ItzikSaban
ItzikSaban

Reputation: 296

Aggregate Roots

Consider the following structure: Customer->Orders->OrderLines->Quantity and Customer is the aggregate root.

Suppose we want to change the Quantity of one OrderLine, how would we do that? Will Customer have a method like this:

public ChangeQuantity(Order order, OrderLine orderLine, int quantity)
{
    order.OrderLines.First(...).Quantity = quantity;
}

or will the implementation be:

public ChangeQuantity(Order order, OrderLine orderLine, int quantity)
{
    order.ChangeQuantity(orderLine, quantity);
}

Upvotes: 1

Views: 246

Answers (2)

BrokenGlass
BrokenGlass

Reputation: 160992

Most definitely the latter. If you think about it the first approach violates the Law of Demeter - and that is really a core property of DDD.
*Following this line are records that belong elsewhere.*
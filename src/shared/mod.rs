pub mod config;
pub mod error;
pub mod infra;
pub mod middleware;
pub mod repository;
pub mod state;
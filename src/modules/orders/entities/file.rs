use sea_orm::entity::prelude::*;
use sea_orm::FromQueryResult;
use serde::{Deserialize, Serialize};

#[derive(Clone, Debug, PartialEq, Eq, DeriveEntityModel, Deserialize, Serialize)]
#[sea_orm(table_name = "order_files")]
pub struct Model {
    #[sea_orm(primary_key)]
    pub id: i32,
    pub order_id: i32,
    pub name: String,
    pub mime_type: String,
    #[serde(skip_serializing)]
    pub content: Vec<u8>,
}

/// Listing projection, keeps blobs out of collection responses.
#[derive(Clone, Debug, PartialEq, Eq, FromQueryResult, Serialize)]
pub struct FileMeta {
    pub id: i32,
    pub order_id: i32,
    pub name: String,
    pub mime_type: String,
    pub size: i64,
}

#[derive(Copy, Clone, Debug, EnumIter, DeriveRelation)]
pub enum Relation {
    #[sea_orm(
        belongs_to = "super::order::Entity",
        from = "Column::OrderId",
        to = "super::order::Column::Id",
        on_update = "Cascade",
        on_delete = "Cascade"
    )]
    Order,
}

impl Related<super::order::Entity> for Entity {
    fn to() -> RelationDef {
        Relation::Order.def()
    }
}

impl ActiveModelBehavior for ActiveModel {}
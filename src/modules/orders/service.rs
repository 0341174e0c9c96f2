use chrono::{NaiveDate, Utc};
use sea_orm::Set;
use std::collections::HashMap;
use std::sync::Arc;

use crate::modules::orders::entities::{file, order, status};
use crate::modules::orders::repository::OrderRepository;
use crate::shared::error::{AppError, AppResult};
use crate::shared::repository::RepositoryManager;

#[derive(Debug, Clone, PartialEq)]
pub struct NewOrder {
    pub info: String,
    pub weight: f64,
    pub length: f64,
    pub width: f64,
    pub height: f64,
    pub origin: String,
    pub destination: String,
    pub date_start: NaiveDate,
    pub date_end: NaiveDate,
}

#[derive(Debug, Clone)]
pub struct NewFile {
    pub name: String,
    pub mime_type: String,
    pub content: Vec<u8>,
}

pub struct OrderService;

impl OrderService {
    /// Builds a NewOrder from multipart text fields. Field names follow the
    /// wire format: from/to for origin/destination, dates as YYYY-MM-DD.
    pub fn build_new_order(fields: &HashMap<String, String>) -> AppResult<NewOrder> {
        let order = NewOrder {
            info: required(fields, "info")?.to_string(),
            weight: parse_f64(fields, "weight")?,
            length: parse_f64(fields, "length")?,
            width: parse_f64(fields, "width")?,
            height: parse_f64(fields, "height")?,
            origin: required(fields, "from")?.to_string(),
            destination: required(fields, "to")?.to_string(),
            date_start: parse_date(fields, "date_start")?,
            date_end: parse_date(fields, "date_end")?,
        };

        Self::validate(&order)?;
        Ok(order)
    }

    pub fn validate(order: &NewOrder) -> AppResult<()> {
        if order.info.trim().is_empty() {
            return Err(AppError::BadRequest(
                "Cargo description is required".to_string(),
            ));
        }
        if order.weight <= 0.0 {
            return Err(AppError::BadRequest("Weight must be positive".to_string()));
        }
        if order.length <= 0.0 || order.width <= 0.0 || order.height <= 0.0 {
            return Err(AppError::BadRequest(
                "Dimensions must be positive".to_string(),
            ));
        }
        if order.origin.trim().is_empty() || order.destination.trim().is_empty() {
            return Err(AppError::BadRequest(
                "Origin and destination are required".to_string(),
            ));
        }
        if order.date_end < order.date_start {
            return Err(AppError::BadRequest(
                "End date must not precede start date".to_string(),
            ));
        }
        Ok(())
    }

    /// Inserts the order row and all attachment rows in one transaction, so a
    /// failure mid-way never leaves a half-created order behind.
    pub async fn create_with_files(
        repo_manager: &dyn RepositoryManager,
        new_order: NewOrder,
        files: Vec<NewFile>,
        user_id: i32,
    ) -> AppResult<order::Model> {
        Self::validate(&new_order)?;

        let order_repo = repo_manager
            .get::<Arc<dyn OrderRepository>>()
            .cloned()
            .ok_or(AppError::InternalServerError(
                "OrderRepository not registered".to_string(),
            ))?;

        let active = order::ActiveModel {
            info: Set(new_order.info),
            weight: Set(new_order.weight),
            length: Set(new_order.length),
            width: Set(new_order.width),
            height: Set(new_order.height),
            origin: Set(new_order.origin),
            destination: Set(new_order.destination),
            create_at: Set(Utc::now().naive_utc()),
            date_start: Set(new_order.date_start),
            date_end: Set(new_order.date_end),
            status_id: Set(status::NOT_ACCEPTED),
            user_id: Set(user_id),
            ..Default::default()
        };

        let uow = repo_manager.begin().await?;
        let tx_repo = order_repo
            .with_transaction(uow.as_ref())
            .ok_or(AppError::InternalServerError(
                "OrderRepository does not support transactions".to_string(),
            ))?;

        let result: AppResult<order::Model> = async {
            let created = tx_repo.create(active).await?;
            for new_file in files {
                tx_repo
                    .add_file(file::ActiveModel {
                        order_id: Set(created.id),
                        name: Set(new_file.name),
                        mime_type: Set(new_file.mime_type),
                        content: Set(new_file.content),
                        ..Default::default()
                    })
                    .await?;
            }
            Ok(created)
        }
        .await;

        match result {
            Ok(created) => {
                uow.commit().await?;
                tracing::info!("Created order {} with attachments", created.id);
                Ok(created)
            }
            Err(e) => {
                uow.rollback().await?;
                Err(e)
            }
        }
    }
}

fn required<'a>(fields: &'a HashMap<String, String>, key: &str) -> AppResult<&'a str> {
    fields
        .get(key)
        .map(|s| s.as_str())
        .filter(|s| !s.trim().is_empty())
        .ok_or(AppError::BadRequest(format!("Missing field: {}", key)))
}

fn parse_f64(fields: &HashMap<String, String>, key: &str) -> AppResult<f64> {
    required(fields, key)?
        .parse::<f64>()
        .map_err(|_| AppError::BadRequest(format!("Field {} must be a number", key)))
}

fn parse_date(fields: &HashMap<String, String>, key: &str) -> AppResult<NaiveDate> {
    NaiveDate::parse_from_str(required(fields, key)?, "%Y-%m-%d")
        .map_err(|_| AppError::BadRequest(format!("Field {} must be a YYYY-MM-DD date", key)))
}

#[cfg(test)]
mod tests {
    use super::*;
    use crate::bootstrap::repositories::init_repo_manager;
    use sea_orm::{DatabaseBackend, MockDatabase};

    fn fields(pairs: &[(&str, &str)]) -> HashMap<String, String> {
        pairs
            .iter()
            .map(|(k, v)| (k.to_string(), v.to_string()))
            .collect()
    }

    fn valid_fields() -> HashMap<String, String> {
        fields(&[
            ("info", "Fragile lab equipment"),
            ("weight", "350.5"),
            ("length", "1.8"),
            ("width", "1.1"),
            ("height", "1.4"),
            ("from", "Rotterdam"),
            ("to", "Berlin"),
            ("date_start", "2024-04-01"),
            ("date_end", "2024-04-05"),
        ])
    }

    #[test]
    fn builds_order_from_valid_fields() {
        let order = OrderService::build_new_order(&valid_fields()).expect("valid payload");
        assert_eq!(order.origin, "Rotterdam");
        assert_eq!(order.destination, "Berlin");
        assert_eq!(order.weight, 350.5);
    }

    #[test]
    fn rejects_missing_field() {
        let mut payload = valid_fields();
        payload.remove("weight");
        let err = OrderService::build_new_order(&payload).expect_err("missing weight");
        assert!(matches!(err, AppError::BadRequest(_)));
    }

    #[test]
    fn rejects_non_numeric_weight() {
        let mut payload = valid_fields();
        payload.insert("weight".to_string(), "heavy".to_string());
        assert!(OrderService::build_new_order(&payload).is_err());
    }

    #[test]
    fn rejects_non_positive_dimensions() {
        let mut payload = valid_fields();
        payload.insert("height".to_string(), "0".to_string());
        assert!(OrderService::build_new_order(&payload).is_err());
    }

    #[test]
    fn rejects_inverted_date_range() {
        let mut payload = valid_fields();
        payload.insert("date_end".to_string(), "2024-03-01".to_string());
        assert!(OrderService::build_new_order(&payload).is_err());
    }

    #[tokio::test]
    async fn create_with_files_runs_in_one_transaction() {
        let order_row = order::Model {
            id: 11,
            info: "Fragile lab equipment".to_string(),
            weight: 350.5,
            length: 1.8,
            width: 1.1,
            height: 1.4,
            origin: "Rotterdam".to_string(),
            destination: "Berlin".to_string(),
            create_at: Utc::now().naive_utc(),
            date_start: NaiveDate::from_ymd_opt(2024, 4, 1).expect("valid date"),
            date_end: NaiveDate::from_ymd_opt(2024, 4, 5).expect("valid date"),
            status_id: status::NOT_ACCEPTED,
            user_id: 3,
        };
        let file_row = file::Model {
            id: 21,
            order_id: 11,
            name: "manifest.pdf".to_string(),
            mime_type: "application/pdf".to_string(),
            content: vec![1, 2, 3],
        };

        let db = std::sync::Arc::new(
            MockDatabase::new(DatabaseBackend::Postgres)
                .append_query_results([vec![order_row.clone()]])
                .append_query_results([vec![file_row]])
                .into_connection(),
        );
        let manager = init_repo_manager(db.clone());

        let new_order = OrderService::build_new_order(&valid_fields()).expect("valid payload");
        let files = vec![NewFile {
            name: "manifest.pdf".to_string(),
            mime_type: "application/pdf".to_string(),
            content: vec![1, 2, 3],
        }];

        let created = OrderService::create_with_files(manager.as_ref(), new_order, files, 3)
            .await
            .expect("order created");
        assert_eq!(created.id, 11);

        drop(manager);
        let log = std::sync::Arc::try_unwrap(db)
            .ok()
            .expect("sole ref")
            .into_transaction_log();
        // Both inserts live inside a single transaction entry.
        assert_eq!(log.len(), 1);
        let dump = format!("{:?}", log[0]);
        assert!(dump.contains("orders"));
        assert!(dump.contains("order_files"));
    }
}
But if you pass in the order and the orderline already, why doesn't the caller perform the method call?

Upvotes: 7

Domenic
Domenic

Reputation: 112917

You don't need all access to the non-root objects to go through the root object.

You just need the root object to be a consistency and persistence boundary.

So there's no reason to have either method, since your user can just go to the order line object directly:

OrderLine.Quantity = 5;

The fact that customer is an aggregate root simply means that there is no way to, for example, commit this change to the database without committing the entire customer to the database.